**What you have to do**
From the records below, output exactly the lines running from the line containing "self.bound_jid = None;" through the line containing "session.stream.shutdown().await", and no others.

---- Materials provided

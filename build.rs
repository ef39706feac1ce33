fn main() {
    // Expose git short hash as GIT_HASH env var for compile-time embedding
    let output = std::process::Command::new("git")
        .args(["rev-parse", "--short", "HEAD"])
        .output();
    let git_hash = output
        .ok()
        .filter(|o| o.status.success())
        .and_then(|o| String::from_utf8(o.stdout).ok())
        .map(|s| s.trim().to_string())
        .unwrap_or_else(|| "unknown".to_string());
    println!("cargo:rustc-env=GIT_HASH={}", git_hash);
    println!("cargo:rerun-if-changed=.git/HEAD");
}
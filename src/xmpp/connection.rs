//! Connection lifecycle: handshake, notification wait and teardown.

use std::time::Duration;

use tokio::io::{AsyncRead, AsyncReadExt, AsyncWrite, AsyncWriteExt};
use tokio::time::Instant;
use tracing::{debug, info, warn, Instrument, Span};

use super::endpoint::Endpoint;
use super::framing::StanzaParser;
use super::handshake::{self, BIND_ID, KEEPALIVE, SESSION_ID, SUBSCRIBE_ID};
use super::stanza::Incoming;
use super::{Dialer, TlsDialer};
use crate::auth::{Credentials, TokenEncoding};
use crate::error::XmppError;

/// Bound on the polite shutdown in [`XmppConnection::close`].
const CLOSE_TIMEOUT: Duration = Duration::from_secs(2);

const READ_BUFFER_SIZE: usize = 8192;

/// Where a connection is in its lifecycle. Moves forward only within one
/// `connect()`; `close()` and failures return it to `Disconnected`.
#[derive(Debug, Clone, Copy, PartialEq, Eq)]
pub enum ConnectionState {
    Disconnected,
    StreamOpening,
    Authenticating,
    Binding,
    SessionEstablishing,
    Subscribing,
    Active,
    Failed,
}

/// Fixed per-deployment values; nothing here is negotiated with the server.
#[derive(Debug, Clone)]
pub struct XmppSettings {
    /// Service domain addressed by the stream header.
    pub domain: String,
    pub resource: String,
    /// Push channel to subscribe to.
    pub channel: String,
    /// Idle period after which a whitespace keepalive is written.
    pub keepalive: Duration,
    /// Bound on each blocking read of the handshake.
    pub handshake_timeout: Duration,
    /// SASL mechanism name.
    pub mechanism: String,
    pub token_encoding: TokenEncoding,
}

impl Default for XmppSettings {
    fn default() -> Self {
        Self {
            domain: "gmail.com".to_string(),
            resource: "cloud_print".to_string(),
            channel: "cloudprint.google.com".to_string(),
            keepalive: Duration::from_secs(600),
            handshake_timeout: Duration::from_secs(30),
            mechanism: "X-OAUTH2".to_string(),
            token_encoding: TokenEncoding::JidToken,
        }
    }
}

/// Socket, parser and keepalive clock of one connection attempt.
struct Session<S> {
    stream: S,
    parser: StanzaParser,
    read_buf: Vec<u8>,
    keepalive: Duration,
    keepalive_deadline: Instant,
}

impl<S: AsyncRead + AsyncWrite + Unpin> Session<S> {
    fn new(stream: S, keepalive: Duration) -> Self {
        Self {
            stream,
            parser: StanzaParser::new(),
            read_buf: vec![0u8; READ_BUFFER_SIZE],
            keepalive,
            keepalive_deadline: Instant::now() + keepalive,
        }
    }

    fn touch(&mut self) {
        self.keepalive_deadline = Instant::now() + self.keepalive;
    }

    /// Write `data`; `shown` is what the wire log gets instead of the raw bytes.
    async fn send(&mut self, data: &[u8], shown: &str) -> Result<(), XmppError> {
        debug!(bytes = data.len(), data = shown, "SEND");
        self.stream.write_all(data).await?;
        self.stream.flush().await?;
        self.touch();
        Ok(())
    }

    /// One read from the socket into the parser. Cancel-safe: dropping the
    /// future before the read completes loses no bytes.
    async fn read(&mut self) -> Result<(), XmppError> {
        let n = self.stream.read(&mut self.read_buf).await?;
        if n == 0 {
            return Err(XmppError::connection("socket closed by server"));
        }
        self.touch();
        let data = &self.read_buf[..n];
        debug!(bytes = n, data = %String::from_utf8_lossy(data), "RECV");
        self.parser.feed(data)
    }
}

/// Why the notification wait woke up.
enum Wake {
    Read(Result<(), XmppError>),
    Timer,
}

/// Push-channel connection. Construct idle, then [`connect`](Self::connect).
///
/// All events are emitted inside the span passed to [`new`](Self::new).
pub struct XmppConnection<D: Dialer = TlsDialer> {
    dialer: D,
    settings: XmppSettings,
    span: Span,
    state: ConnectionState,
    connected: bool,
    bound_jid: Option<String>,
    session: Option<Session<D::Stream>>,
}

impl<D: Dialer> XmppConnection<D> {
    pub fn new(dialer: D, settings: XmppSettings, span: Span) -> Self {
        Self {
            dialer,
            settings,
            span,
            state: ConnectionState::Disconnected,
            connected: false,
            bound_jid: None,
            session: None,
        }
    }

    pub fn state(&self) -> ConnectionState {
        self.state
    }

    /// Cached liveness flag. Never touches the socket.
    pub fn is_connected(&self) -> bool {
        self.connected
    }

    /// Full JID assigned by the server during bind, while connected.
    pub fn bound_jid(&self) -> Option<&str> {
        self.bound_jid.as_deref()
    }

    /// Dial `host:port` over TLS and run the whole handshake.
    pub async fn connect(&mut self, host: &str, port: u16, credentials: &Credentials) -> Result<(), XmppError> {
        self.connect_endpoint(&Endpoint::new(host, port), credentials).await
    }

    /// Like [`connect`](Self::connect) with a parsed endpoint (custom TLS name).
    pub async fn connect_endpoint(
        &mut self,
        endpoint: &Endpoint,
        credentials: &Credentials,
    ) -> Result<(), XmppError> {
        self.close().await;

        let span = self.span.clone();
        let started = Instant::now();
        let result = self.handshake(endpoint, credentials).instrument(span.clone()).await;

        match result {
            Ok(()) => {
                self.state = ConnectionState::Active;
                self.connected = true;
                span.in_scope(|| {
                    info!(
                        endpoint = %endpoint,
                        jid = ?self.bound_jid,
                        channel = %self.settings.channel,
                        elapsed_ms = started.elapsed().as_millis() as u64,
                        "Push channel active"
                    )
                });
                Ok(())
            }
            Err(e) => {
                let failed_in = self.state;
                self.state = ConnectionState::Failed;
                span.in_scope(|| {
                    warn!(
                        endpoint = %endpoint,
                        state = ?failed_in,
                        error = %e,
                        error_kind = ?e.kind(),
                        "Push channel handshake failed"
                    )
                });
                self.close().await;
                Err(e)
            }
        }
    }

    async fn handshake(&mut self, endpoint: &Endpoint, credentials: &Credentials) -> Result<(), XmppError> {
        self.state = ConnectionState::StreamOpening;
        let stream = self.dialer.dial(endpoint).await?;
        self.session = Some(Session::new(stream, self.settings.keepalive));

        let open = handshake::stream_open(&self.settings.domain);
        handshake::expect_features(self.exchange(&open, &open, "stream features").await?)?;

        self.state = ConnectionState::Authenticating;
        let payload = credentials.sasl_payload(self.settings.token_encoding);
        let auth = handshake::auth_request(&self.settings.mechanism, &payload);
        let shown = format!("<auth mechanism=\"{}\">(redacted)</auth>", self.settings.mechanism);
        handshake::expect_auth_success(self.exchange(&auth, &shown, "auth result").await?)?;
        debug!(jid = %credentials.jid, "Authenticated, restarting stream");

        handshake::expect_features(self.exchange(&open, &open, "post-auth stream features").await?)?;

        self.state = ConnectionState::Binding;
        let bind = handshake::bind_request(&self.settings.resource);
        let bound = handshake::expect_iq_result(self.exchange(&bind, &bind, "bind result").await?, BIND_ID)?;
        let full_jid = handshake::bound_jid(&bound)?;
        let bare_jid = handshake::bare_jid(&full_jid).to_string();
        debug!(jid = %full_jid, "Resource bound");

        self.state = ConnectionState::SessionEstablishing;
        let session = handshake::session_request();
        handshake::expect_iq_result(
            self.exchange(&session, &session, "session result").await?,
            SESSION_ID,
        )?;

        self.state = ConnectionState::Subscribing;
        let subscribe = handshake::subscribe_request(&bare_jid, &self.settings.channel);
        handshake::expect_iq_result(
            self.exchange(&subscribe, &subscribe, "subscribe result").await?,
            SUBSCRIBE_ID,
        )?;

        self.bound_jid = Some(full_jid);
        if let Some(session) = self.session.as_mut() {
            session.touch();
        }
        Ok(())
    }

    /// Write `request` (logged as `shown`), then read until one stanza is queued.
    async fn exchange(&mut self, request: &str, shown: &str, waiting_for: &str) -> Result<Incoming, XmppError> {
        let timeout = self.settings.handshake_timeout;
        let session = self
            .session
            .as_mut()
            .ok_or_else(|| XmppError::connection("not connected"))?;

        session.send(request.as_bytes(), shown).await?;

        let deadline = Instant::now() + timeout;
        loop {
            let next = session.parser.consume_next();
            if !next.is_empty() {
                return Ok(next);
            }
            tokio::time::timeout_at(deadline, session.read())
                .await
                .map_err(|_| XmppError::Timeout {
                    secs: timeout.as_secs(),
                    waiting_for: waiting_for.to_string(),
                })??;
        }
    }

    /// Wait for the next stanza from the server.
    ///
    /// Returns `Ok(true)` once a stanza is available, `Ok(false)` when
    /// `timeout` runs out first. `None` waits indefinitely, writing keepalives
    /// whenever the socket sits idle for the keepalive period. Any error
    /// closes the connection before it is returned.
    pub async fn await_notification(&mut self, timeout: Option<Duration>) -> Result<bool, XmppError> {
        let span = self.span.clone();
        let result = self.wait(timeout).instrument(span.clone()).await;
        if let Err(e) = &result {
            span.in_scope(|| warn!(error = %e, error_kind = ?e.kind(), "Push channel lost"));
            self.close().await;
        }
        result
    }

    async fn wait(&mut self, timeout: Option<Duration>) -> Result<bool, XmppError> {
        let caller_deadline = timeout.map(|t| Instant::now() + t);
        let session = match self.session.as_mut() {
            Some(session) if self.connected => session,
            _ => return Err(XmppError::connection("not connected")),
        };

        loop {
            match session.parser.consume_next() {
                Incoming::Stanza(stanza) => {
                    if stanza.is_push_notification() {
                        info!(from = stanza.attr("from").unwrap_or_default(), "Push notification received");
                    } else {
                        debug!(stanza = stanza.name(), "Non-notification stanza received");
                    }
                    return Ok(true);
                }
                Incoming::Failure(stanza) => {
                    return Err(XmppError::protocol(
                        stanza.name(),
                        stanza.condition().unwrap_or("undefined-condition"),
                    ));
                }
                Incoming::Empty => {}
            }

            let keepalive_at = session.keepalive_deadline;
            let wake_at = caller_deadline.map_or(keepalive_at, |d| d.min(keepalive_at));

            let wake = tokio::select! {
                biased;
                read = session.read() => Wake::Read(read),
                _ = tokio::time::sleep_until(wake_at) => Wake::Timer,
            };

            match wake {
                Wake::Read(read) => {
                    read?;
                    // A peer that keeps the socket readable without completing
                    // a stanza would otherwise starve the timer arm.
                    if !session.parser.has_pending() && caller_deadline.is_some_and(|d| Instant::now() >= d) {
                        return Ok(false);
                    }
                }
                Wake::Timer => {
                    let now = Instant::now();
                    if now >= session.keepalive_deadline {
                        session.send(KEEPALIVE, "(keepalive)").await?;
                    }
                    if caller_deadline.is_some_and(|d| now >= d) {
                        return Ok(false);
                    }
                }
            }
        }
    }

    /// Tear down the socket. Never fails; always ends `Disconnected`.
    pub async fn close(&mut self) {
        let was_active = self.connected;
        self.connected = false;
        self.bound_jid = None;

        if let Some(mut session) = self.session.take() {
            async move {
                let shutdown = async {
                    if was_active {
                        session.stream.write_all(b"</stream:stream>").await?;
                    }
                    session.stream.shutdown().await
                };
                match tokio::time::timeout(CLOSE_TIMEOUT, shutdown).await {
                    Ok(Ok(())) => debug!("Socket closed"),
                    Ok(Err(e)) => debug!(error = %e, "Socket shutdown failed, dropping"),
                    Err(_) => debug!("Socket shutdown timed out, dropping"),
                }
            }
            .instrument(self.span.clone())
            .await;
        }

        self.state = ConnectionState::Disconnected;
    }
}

--------

**Output of the task**
        self.bound_jid = None;

        if let Some(mut session) = self.session.take() {
            async move {
                let shutdown = async {
                    if was_active {
                        session.stream.write_all(b"</stream:stream>").await?;
                    }
                    session.stream.shutdown().await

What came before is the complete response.